George Mure Black (15 February 1854 – 18 July 1936) was a Scottish-born Australian politician.
He was born in Edinburgh to messenger-at-arms George Stevenson Black and Isabella Muir. He was educated at Leith and attended the University of Edinburgh, studying arts and medicine but never graduating. He emigrated to Victoria in 1877, moving to New South Wales in 1878. From 1877 he lived with Georgina Duggan; they were never married but had twelve children. Black undertook a variety of jobs, eventually becoming a journalist with the Bulletin from 1889 to 1891 and editor of the Australian Workman from 1891 to 1892. In 1891 he was elected to the New South Wales Legislative Assembly for West Sydney, one of the first group of Labour MLAs. In 1894 he was elected to Sydney-Gipps as an independent Labour member, having fallen out with the party over the introduction of the pledge, but he had rejoined by 1895 after changes were made to the pledge. On 21 June 1894 he had married Rosielinn Clarkson. He was defeated in 1898 and returned to journalism, editing the Sydney Worker, the Radical and the Bathurst National Advocate. He returned to parliament in 1910 as the member for Namoi and was promoted to the front bench as Minister for Agriculture (February to March 1915), Colonial Secretary (1915–1916) and Minister for Public Health (1915–1916). Expelled from the Labor Party over conscription in 1916, he was defeated as an Independent Labor candidate in 1917. He was then appointed by the Nationalist Party to the New South Wales Legislative Council,[1] where he served from 1917 to 1934.[2][3]

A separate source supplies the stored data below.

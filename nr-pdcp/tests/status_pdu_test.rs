//! Wire-format checks for data PDU headers and status report control PDUs.

use nr_bytes::ByteBuffer;
use nr_pdcp::pdu::{
    build_status_report, parse_status_report, pdu_is_data, read_data_pdu_header,
    write_data_pdu_header, SnSize, CONTROL_PDU_MAX_SIZE,
};

#[test]
fn test_sn12_header_layout() {
    let mut buf = ByteBuffer::from_slice(&[0xaa]).unwrap();
    write_data_pdu_header(&mut buf, 0xabc, SnSize::Size12, true).unwrap();
    assert_eq!(buf.to_vec(), vec![0x8a, 0xbc, 0xaa]);
    assert!(pdu_is_data(buf[0]));
    assert_eq!(read_data_pdu_header(&buf, SnSize::Size12), Some(0xabc));
}

#[test]
fn test_sn12_srb_header_has_no_dc_bit() {
    let mut buf = ByteBuffer::from_slice(&[0x01]).unwrap();
    write_data_pdu_header(&mut buf, 0xfff, SnSize::Size12, false).unwrap();
    assert_eq!(buf.to_vec(), vec![0x0f, 0xff, 0x01]);
}

#[test]
fn test_sn18_header_layout() {
    let mut buf = ByteBuffer::from_slice(&[0x55]).unwrap();
    write_data_pdu_header(&mut buf, 0x3f0f1, SnSize::Size18, true).unwrap();
    assert_eq!(buf.to_vec(), vec![0x83, 0xf0, 0xf1, 0x55]);
    assert_eq!(read_data_pdu_header(&buf, SnSize::Size18), Some(0x3f0f1));
}

#[test]
fn test_header_read_requires_payload() {
    let buf = ByteBuffer::from_slice(&[0x80, 0x01]).unwrap();
    assert_eq!(read_data_pdu_header(&buf, SnSize::Size12), None);
}

#[test]
fn test_status_report_layout() {
    // FMC=1; window holds COUNTs 2 and 4 out of [2, 5).
    let report = build_status_report(1, 5, |count| count == 2 || count == 4);
    // Header byte 0 (D/C=0, CPT=0), FMC, bitmap bits 101 padded to a byte.
    assert_eq!(report.to_vec(), vec![0x00, 0x00, 0x00, 0x00, 0x01, 0xa0]);
}

#[test]
fn test_status_report_without_gaps_has_no_bitmap() {
    let report = build_status_report(7, 7, |_| false);
    assert_eq!(report.to_vec(), vec![0x00, 0x00, 0x00, 0x00, 0x07]);
}

#[test]
fn test_status_report_roundtrip() {
    let report = build_status_report(10, 30, |count| count % 3 == 0);
    let parsed = parse_status_report(&report).unwrap();
    assert_eq!(parsed.fmc, 10);
    for (i, bit) in parsed.bitmap.iter().enumerate().take(19) {
        let count = 11 + i as u32;
        assert_eq!(*bit, count % 3 == 0, "count {count}");
    }
}

#[test]
fn test_status_report_is_capped() {
    let report = build_status_report(0, 0x0100_0000, |_| true);
    assert!(report.len() <= CONTROL_PDU_MAX_SIZE);
    assert_eq!(report.len(), CONTROL_PDU_MAX_SIZE);
}

#[test]
fn test_parse_rejects_malformed_reports() {
    // Too short.
    assert!(parse_status_report(&ByteBuffer::from_slice(&[0x00, 0x00]).unwrap()).is_none());
    // Data D/C bit.
    assert!(
        parse_status_report(&ByteBuffer::from_slice(&[0x80, 0, 0, 0, 0]).unwrap()).is_none()
    );
    // Unknown CPT.
    assert!(
        parse_status_report(&ByteBuffer::from_slice(&[0x10, 0, 0, 0, 0]).unwrap()).is_none()
    );
    // Reserved bits set.
    assert!(
        parse_status_report(&ByteBuffer::from_slice(&[0x01, 0, 0, 0, 0]).unwrap()).is_none()
    );
}
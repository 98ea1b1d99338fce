//! NIA integrity conformance vectors.
//!
//! NIA1: TS 33.501 Sec. D.4.3 / TS 33.401 Sec. C.4 128-EIA1.
//! NIA2: TS 33.501 Sec. D.4.5 / TS 33.401 Sec. C.2 128-EIA2.
//! NIA3: TS 33.501 Sec. D.4.7 / TS 35.223 (Document 3) Sec. 4.

use nr_security::nia::{security_nia1, security_nia2, security_nia3};
use nr_security::{Sec128Key, SecurityDirection};

fn key(hex_str: &str) -> Sec128Key {
    let mut key = Sec128Key::default();
    key.copy_from_slice(&hex::decode(hex_str).unwrap());
    key
}

fn dir(d: u8) -> SecurityDirection {
    if d == 0 {
        SecurityDirection::Uplink
    } else {
        SecurityDirection::Downlink
    }
}

struct NiaTestSet {
    count: u32,
    bearer: u8,
    direction: u8,
    ik: &'static str,
    length: usize,
    message: &'static str,
    mact: &'static str,
}

fn run_nia_test(
    set: &NiaTestSet,
    mac_fn: fn(&Sec128Key, u32, u8, SecurityDirection, &[u8], usize) -> [u8; 4],
) {
    let k = key(set.ik);
    let msg = hex::decode(set.message).unwrap();
    let mac = mac_fn(&k, set.count, set.bearer, dir(set.direction), &msg, set.length);
    assert_eq!(hex::encode(mac), set.mact);
}

#[test]
fn test_nia1_testset1() {
    run_nia_test(
        &NiaTestSet {
            count: 0x38a6f056,
            bearer: 0x1f,
            direction: 0,
            ik: "2bd6459f82c5b300952c49104881ff48",
            length: 88,
            message: "3332346263393861373479",
            mact: "731f1165",
        },
        security_nia1,
    );
}

#[test]
fn test_nia1_testset4() {
    run_nia_test(
        &NiaTestSet {
            count: 0x36af6144,
            bearer: 0x0f,
            direction: 1,
            ik: "83fd23a244a74cf358da3019f1722635",
            length: 768,
            message: "35c68716633c66fb750c266865d53c11ea05b1e9fa49c8398d48e1efa5909d3947902837f5ae96d5a\
                      05bc8d61ca8dbef1b13a4b4abfe4fb1006045b674bb54729304c382be53a5af05556176f6eaa2ef1d0\
                      5e4b083181ee674cda5a485f74d7a",
            mact: "bba74492",
        },
        security_nia1,
    );
}

#[test]
fn test_nia2_testset1() {
    run_nia_test(
        &NiaTestSet {
            count: 0x38a6f056,
            bearer: 0x18,
            direction: 0,
            ik: "2bd6459f82c5b300952c49104881ff48",
            length: 58,
            message: "3332346263393840",
            mact: "118c6eb8",
        },
        security_nia2,
    );
}

#[test]
fn test_nia2_testset2() {
    run_nia_test(
        &NiaTestSet {
            count: 0x398a59b4,
            bearer: 0x1a,
            direction: 1,
            ik: "d3c5d592327fb11c4035c6680af8c6d1",
            length: 64,
            message: "484583d5afe082ae",
            mact: "b93787e6",
        },
        security_nia2,
    );
}

#[test]
fn test_nia3_testset1() {
    // LENGTH is a single bit; the remaining message bits are padding.
    run_nia_test(
        &NiaTestSet {
            count: 0x0,
            bearer: 0x0,
            direction: 0,
            ik: "00000000000000000000000000000000",
            length: 1,
            message: "00000000",
            mact: "c8a9595e",
        },
        security_nia3,
    );
}

#[test]
fn test_nia3_testset1_byte_aligned() {
    run_nia_test(
        &NiaTestSet {
            count: 0x0,
            bearer: 0x0,
            direction: 0,
            ik: "00000000000000000000000000000000",
            length: 8,
            message: "00",
            mact: "390a91b7",
        },
        security_nia3,
    );
}

#[test]
fn test_nia3_testset2_byte_aligned() {
    run_nia_test(
        &NiaTestSet {
            count: 0x561eb2dd,
            bearer: 0x14,
            direction: 0,
            ik: "47054125561eb2dda94059da05097850",
            length: 96,
            message: "000000000000000000000000",
            mact: "89a58b47",
        },
        security_nia3,
    );
}

#[test]
fn test_nia3_testset3_byte_aligned() {
    run_nia_test(
        &NiaTestSet {
            count: 0xa94059da,
            bearer: 0x0a,
            direction: 1,
            ik: "c9e6cec4607c72db000aefa88385ab0a",
            length: 584,
            message: "983b41d47d780c9e1ad11d7eb70391b1de0b35da2dc62f83e7b78d6306ca0ea07e941b7be91348f9\
                      fcb170e2217fecd97f9f68adb16e5d7d21e569d280ed775cebde3f4093c5388100",
            mact: "24a842b3",
        },
        security_nia3,
    );
}
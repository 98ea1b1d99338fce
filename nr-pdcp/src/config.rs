//! PDCP entity configuration.

use std::time::Duration;

use thiserror::Error;

use crate::pdu::SnSize;
use nr_security::SecurityDirection;

/// Signalling or data radio bearer.
#[derive(Debug, Clone, Copy, PartialEq, Eq)]
pub enum RbType {
    Srb,
    Drb,
}

/// Mode of the underlying RLC entity.
#[derive(Debug, Clone, Copy, PartialEq, Eq)]
pub enum RlcMode {
    Am,
    Um,
}

/// discardTimer (TS 38.331). `Infinity` keeps SDUs until acknowledged.
#[derive(Debug, Clone, Copy, PartialEq, Eq)]
pub enum DiscardTimer {
    Infinity,
    Finite(Duration),
}

/// t-Reordering (TS 38.331). `Ms0` delivers out-of-window holes immediately,
/// `Infinity` never gives up on missing COUNTs.
#[derive(Debug, Clone, Copy, PartialEq, Eq)]
pub enum TReordering {
    Ms0,
    Infinity,
    Finite(Duration),
}

/// COUNT thresholds guarding key reuse (TS 38.331 Sec. 5.3.1.2).
#[derive(Debug, Clone, Copy, PartialEq, Eq)]
pub struct MaxCount {
    /// First COUNT at which the upper layer is asked to refresh keys.
    pub notify: u32,
    /// COUNT at which the entity refuses further traffic.
    pub hard: u32,
}

impl Default for MaxCount {
    fn default() -> Self {
        Self {
            notify: 0xc000_0000,
            hard: 0xffff_ff00,
        }
    }
}

/// Implementation knobs outside the 3GPP configuration surface.
#[derive(Debug, Clone, Copy, PartialEq, Eq)]
pub struct PdcpCustomConfig {
    pub max_count: MaxCount,
    /// Synthesize transmit notifications on PDU hand-off.
    pub test_mode: bool,
    /// Log drops at warning instead of info level.
    pub warn_on_drop: bool,
    /// How long the TX side waits for out-of-order crypto completions before
    /// skipping the hole.
    pub crypto_reordering_timeout: Duration,
}

impl Default for PdcpCustomConfig {
    fn default() -> Self {
        Self {
            max_count: MaxCount::default(),
            test_mode: false,
            warn_on_drop: false,
            crypto_reordering_timeout: Duration::from_millis(1000),
        }
    }
}

/// TX entity configuration.
#[derive(Debug, Clone)]
pub struct PdcpTxConfig {
    pub rb_type: RbType,
    pub rlc_mode: RlcMode,
    pub sn_size: SnSize,
    pub direction: SecurityDirection,
    /// Required for DRBs; absent or infinite for SRBs.
    pub discard_timer: Option<DiscardTimer>,
    pub status_report_required: bool,
    pub custom: PdcpCustomConfig,
}

/// RX entity configuration.
#[derive(Debug, Clone)]
pub struct PdcpRxConfig {
    pub rb_type: RbType,
    pub rlc_mode: RlcMode,
    pub sn_size: SnSize,
    pub direction: SecurityDirection,
    pub t_reordering: TReordering,
    pub custom: PdcpCustomConfig,
}

/// Rejected entity configuration.
#[derive(Debug, Clone, Copy, PartialEq, Eq, Error)]
pub enum PdcpConfigError {
    #[error("SRB requires a 12-bit SN")]
    SrbInvalidSnSize,
    #[error("SRB cannot be used with RLC UM")]
    SrbWithUm,
    #[error("SRB discard timer must be absent or infinite")]
    SrbFiniteDiscardTimer,
    #[error("DRB requires a configured discard timer")]
    DrbMissingDiscardTimer,
    #[error("bearer id out of range")]
    InvalidBearerId,
}

pub(crate) fn validate_common(
    rb_type: RbType,
    rlc_mode: RlcMode,
    sn_size: SnSize,
    bearer_id: u8,
) -> Result<(), PdcpConfigError> {
    if bearer_id > 31 {
        return Err(PdcpConfigError::InvalidBearerId);
    }
    if rb_type == RbType::Srb && sn_size != SnSize::Size12 {
        return Err(PdcpConfigError::SrbInvalidSnSize);
    }
    if rb_type == RbType::Srb && rlc_mode == RlcMode::Um {
        return Err(PdcpConfigError::SrbWithUm);
    }
    Ok(())
}
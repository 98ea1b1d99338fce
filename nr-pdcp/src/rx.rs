//! PDCP receiving entity (TS 38.323 Sec. 5.2.2).
//!
//! Incoming PDUs are COUNT-estimated against RX_DELIV, deciphered and
//! integrity-checked on the crypto worker pool, then reinserted on the UE-UL
//! executor where the reordering window restores in-order delivery to the
//! upper layer. t-Reordering bounds how long a missing COUNT can stall
//! delivery.

use std::sync::atomic::{AtomicBool, Ordering};
use std::sync::{Arc, Weak};
use std::time::Instant;

use nr_bytes::ByteBuffer;
use nr_security::{Sec128AsConfig, SecDomain, SecurityEngine, SecurityError, SEC_MAC_LEN};
use parking_lot::{Mutex, RwLock};
use tracing::{debug, error, info, warn};

use crate::config::{validate_common, PdcpConfigError, PdcpRxConfig, RbType, RlcMode, TReordering};
use crate::exec::{current_worker_index, TaskExecutor};
use crate::interfaces::{
    PdcpRxUpperControlNotifier, PdcpRxUpperDataNotifier, PdcpStatusHandler, PdcpStatusProvider,
};
use crate::pdu;
use crate::timer::{TimerFactory, UniqueTimer};
use crate::token::{CryptoToken, CryptoTokenManager, EventFlag};
use crate::window::SnWindow;

/// RX state variables (TS 38.323 Sec. 7.1).
#[derive(Debug, Default, Clone, Copy, PartialEq, Eq)]
pub struct PdcpRxState {
    /// One past the highest COUNT received so far.
    pub rx_next: u32,
    /// Next COUNT to deliver in order.
    pub rx_deliv: u32,
    /// Snapshot of RX_NEXT when t-Reordering was armed.
    pub rx_reord: u32,
}

/// RX-side counters.
#[derive(Debug, Default, Clone, Copy, PartialEq, Eq)]
pub struct PdcpRxMetrics {
    pub num_pdus: u64,
    pub num_pdu_bytes: u64,
    pub num_data_pdus: u64,
    pub num_sdus: u64,
    pub num_sdu_bytes: u64,
    pub num_dropped_pdus: u64,
    pub num_integrity_failed_pdus: u64,
    pub num_integrity_verified_pdus: u64,
    pub num_t_reordering_timeouts: u64,
}

struct RxSduInfo {
    buf: ByteBuffer,
    #[allow(dead_code)]
    time_of_arrival: Instant,
}

struct RxPduInfo {
    buf: ByteBuffer,
    count: u32,
    time_of_arrival: Instant,
    #[allow(dead_code)]
    token: CryptoToken,
}

struct RxCore {
    st: PdcpRxState,
    window: SnWindow<RxSduInfo>,
    integrity_enabled: bool,
    ciphering_enabled: bool,
    max_count_notified: bool,
    max_count_overflow: bool,
    metrics: PdcpRxMetrics,
}

struct PdcpRxInner {
    self_weak: Weak<PdcpRxInner>,
    cfg: PdcpRxConfig,
    bearer_id: u8,
    hdr_len: usize,
    sn_bits: u32,
    window_size: u32,
    upper_dn: Arc<dyn PdcpRxUpperDataNotifier>,
    upper_cn: Arc<dyn PdcpRxUpperControlNotifier>,
    ue_ul_executor: Arc<dyn TaskExecutor>,
    crypto_executor: Arc<dyn TaskExecutor>,
    max_nof_crypto_workers: usize,
    engines: RwLock<Vec<Option<SecurityEngine>>>,
    token_mngr: CryptoTokenManager,
    state: Mutex<RxCore>,
    stopped: AtomicBool,
    reordering_timer: UniqueTimer,
    status_handler: Mutex<Option<Arc<dyn PdcpStatusHandler>>>,
}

His first wife was Georgina Johnstone. This marriage produced several children.
He married Rosalind Clarkson (nee Singleton) in 1894 at St Pauls Anglican Church in Hornsby.[4] Rosalind passed in 1917
He married Priscilla Verne (nee, Jones, Kelly), a former actress on the Tivoli circuit in Australia, at Randwick on 11 April 1928. He had met Priscilla while shopping at David Jones in Sydney. A news article stated that the pair become grandparents several weeks later.